Le Service d’incendie et de secours du Bas-Rhin vient de publier son bilan d’activité 2025. Les chiffres parlent d’eux-mêmes : plus d’interventions, plus de sorties d’engins, plus de victimes prises en charge. Derrière la performance opérationnelle, se dessine une réalité préoccupante sur la pression croissante qui pèse sur les secours alsaciens.
Une activité en forte hausse sur tout le département
En 2025, les sapeurs-pompiers du Bas-Rhin ont effectué 66 976 interventions, soit une toutes les 7 minutes et 50 secondes. C’est une augmentation de 7,3 % par rapport à 2024. Au total, 102 005 sorties d’engins ont été comptabilisées, en hausse de 8,5 %. Du côté du 18, le centre de traitement de l’alerte a réceptionné 217 200 appels, soit un appel toutes les 2 minutes et 25 secondes.
Ces chiffres traduisent une sollicitation sans précédent des équipes réparties dans les 208 centres d’incendie et de secours du département, des Vosges du Nord à la plaine du Rhin, de Strasbourg à Haguenau en passant par Saverne et Sélestat.

Le secours à la personne, nerf de la guerre
Sans surprise, les secours et soins d’urgence aux personnes (SSUAP) dominent largement l’activité avec 54 880 interventions, soit 81,9 % du total. Viennent ensuite les incendies (4 609 cas, 6,9 %), les accidents de la circulation (3 745, soit 5,6 %), puis les opérations diverses et les risques technologiques.
Le service de santé et de secours médical — le SSSM — a quant à lui assuré 185 interventions médicales et près de 9 000 interventions paramédicales. Au total, 56 334 victimes ont été prises en charge sur l’ensemble du territoire, soit 7 % de plus qu’en 2024.
L’engorgement des urgences : un problème structurel qui pèse sur les pompiers
Un chiffre mérite une attention particulière : le cumul quotidien du temps d’attente des VSAV (véhicules de secours et d’assistance aux victimes) devant les services d’urgences dépasse désormais 7 heures 23 minutes par jour. Cela représente, sur l’année, l’équivalent de 112 jours d’immobilisation de véhicules de secours devant les hôpitaux du Bas-Rhin.
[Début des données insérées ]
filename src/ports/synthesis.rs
use async_trait::async_trait;
use serde::{Deserialize, Serialize};

use crate::domain::{PcmBuffer, PipelineError};

/// Metadata for one synthesis voice.
#[derive(Debug, Clone, PartialEq, Eq, Serialize, Deserialize)]
pub struct VoiceInfo {
    pub id: String,
    pub name: String,
    /// BCP-47 locale (e.g. "en-US").
    pub locale: String,
    pub gender: String,
}

/// A synthesized utterance: playable samples plus the source text.
#[derive(Debug, Clone)]
pub struct SynthesizedAudio {
    pub buffer: PcmBuffer,
    pub text: String,
}

/// Port for the text-to-speech capability.
///
/// Consumed as a black box with a fixed voice catalog.
#[async_trait]
pub trait SpeechSynthesizer: Send + Sync {
    /// The fixed voice catalog.
    fn voices(&self) -> Vec<VoiceInfo>;

    /// Synthesize `text` with the given voice.
    async fn synthesize(
        &self,
        text: &str,
        voice_id: &str,
    ) -> Result<SynthesizedAudio, PipelineError>;
}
Concrètement, des ambulances de pompiers — et les équipages qui vont avec — restent bloquées aux urgences de Strasbourg ou d’autres établissements du département, pendant que le territoire reste potentiellement sous-couvert. Ce phénomène, lié à la saturation hospitalière, est l’un des défis majeurs du système de secours alsacien.

Des équipes spécialisées très sollicitées
Le SIS 67 dispose d’un éventail d’équipes spécialisées mobilisées tout au long de l’année. En tête : la cellule feux de forêts et d’espaces naturels (FDFEN), avec 408 interventions mobilisant plus de 1 100 personnels — un signal fort dans un contexte de sécheresses récurrentes en Alsace. Le risque animalier (RAN) a nécessité 120 interventions, les risques chimiques et biologiques (RCH) 87, et les secours en milieux périlleux (SMP) 82.
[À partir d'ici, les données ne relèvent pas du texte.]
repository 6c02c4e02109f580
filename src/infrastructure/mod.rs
pub mod logging;

pub use logging::init_logging;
À noter aussi l’activité des drones — 3 appareils, 6 télépilotes, 20 interventions — un outil qui monte en puissance dans la gestion opérationnelle.
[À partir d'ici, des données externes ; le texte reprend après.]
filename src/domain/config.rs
use serde::{Deserialize, Serialize};

/// Model selection configuration.
#[derive(Debug, Clone, Serialize, Deserialize)]
#[serde(default)]
pub struct ModelConfig {
    /// Default model identifier (e.g. "whisper-tiny.en").
    pub default_model: String,
    /// Language code ("en", "fr", ...) or "auto" for detection.
    pub language: String,
    /// Recognition task: "transcribe" or "translate".
    pub task: String,
}

impl Default for ModelConfig {
    fn default() -> Self {
        Self {
            default_model: "whisper-tiny.en".to_string(),
            language: "auto".to_string(),
            task: "transcribe".to_string(),
        }
    }
}

/// Engine front-end configuration.
#[derive(Debug, Clone, Serialize, Deserialize)]
#[serde(default)]
pub struct EngineConfig {
    /// Sample rate the recognition engine expects.
    pub sample_rate: u32,
    /// Recognition window length in seconds for standard model variants.
    /// Distilled variants ignore the configured geometry and run a fixed
    /// shorter window.
    pub chunk_length_secs: f64,
    /// Overlap between consecutive windows in seconds.
    pub stride_length_secs: f64,
}

impl Default for EngineConfig {
    fn default() -> Self {
        Self {
            sample_rate: 16_000,
            chunk_length_secs: 30.0,
            stride_length_secs: 5.0,
        }
    }
}

/// Subtitle export configuration.
#[derive(Debug, Clone, Serialize, Deserialize, Default)]
#[serde(default)]
pub struct ExportConfig {
    /// Export directory; defaults to the platform data dir when empty.
    pub directory: String,
}

/// Logging configuration.
#[derive(Debug, Clone, Serialize, Deserialize)]
#[serde(default)]
pub struct LoggingConfig {
    /// Log level: "trace", "debug", "info", "warn", "error".
    pub level: String,
    /// Enable file logging with rotation.
    pub file_logging: bool,
}

impl Default for LoggingConfig {
    fn default() -> Self {
        Self {
            level: "info".to_string(),
            file_logging: true,
        }
    }
}

/// Main application configuration.
#[derive(Debug, Clone, Serialize, Deserialize, Default)]
#[serde(default)]
pub struct AppConfig {
    pub model: ModelConfig,
    pub engine: EngineConfig,
    pub export: ExportConfig,
    pub logging: LoggingConfig,
}

impl AppConfig {
    /// Create a new AppConfig with default values.
    pub fn new() -> Self {
        Self::default()
    }
}

#[cfg(test)]
mod tests {
    use super::*;

    #[test]
    fn test_defaults() {
        let config = AppConfig::new();
        assert_eq!(config.engine.sample_rate, 16_000);
        assert_eq!(config.model.task, "transcribe");
        assert!(config.logging.file_logging);
    }

    #[test]
    fn test_partial_toml_fills_defaults() {
        let config: AppConfig = toml::from_str("[model]\ndefault_model = \"whisper-base\"\n").unwrap();
        assert_eq!(config.model.default_model, "whisper-base");
        assert_eq!(config.model.language, "auto");
        assert!((config.engine.chunk_length_secs - 30.0).abs() < 1e-9);
    }
}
5 095 femmes et hommes pour couvrir le Bas-Rhin
Le corps départemental compte 5 095 personnels, dont 700 sapeurs-pompiers professionnels (SPP), 4 223 volontaires (SPV) et 172 agents administratifs et techniques. Le taux de féminisation des volontaires atteint 20,4 %, et la durée moyenne d’engagement d’un SPV est de 14 ans et 6 mois — un indicateur de fidélité notable.
La formation représente un effort colossal : 4 740 agents formés, 106 007 heures de maintien des acquis, 158 formations de spécialités. Le centre rhénan d’entraînement aux risques fluviaux, fruit d’une coopération franco-allemande, a accueilli 93 formations.

Un budget de plus de 100 millions d’euros
Le SIS 67 a dépensé 100,62 millions d’euros en 2025, pour des recettes réelles de 105,28 millions. Le coût du service par habitant s’établit à 84,33 €. Les charges de personnel représentent 72 % des dépenses, tandis que les contributions des communes et EPCI d’Alsace constituent la principale source de recettes (48 %), devant la Collectivité européenne d’Alsace (37 %).
Les violences en recul, une bonne nouvelle à relativiser
Les actes de violence envers les sapeurs-pompiers ont reculé de 21 % en 2025, avec 44 cas recensés. Un recul encourageant, même si 73 dépôts de plainte ont été effectués et que 98 dossiers judiciaires restaient ouverts à fin décembre. La tendance est positive, mais le phénomène reste une réalité du quotidien pour les équipes sur le terrain.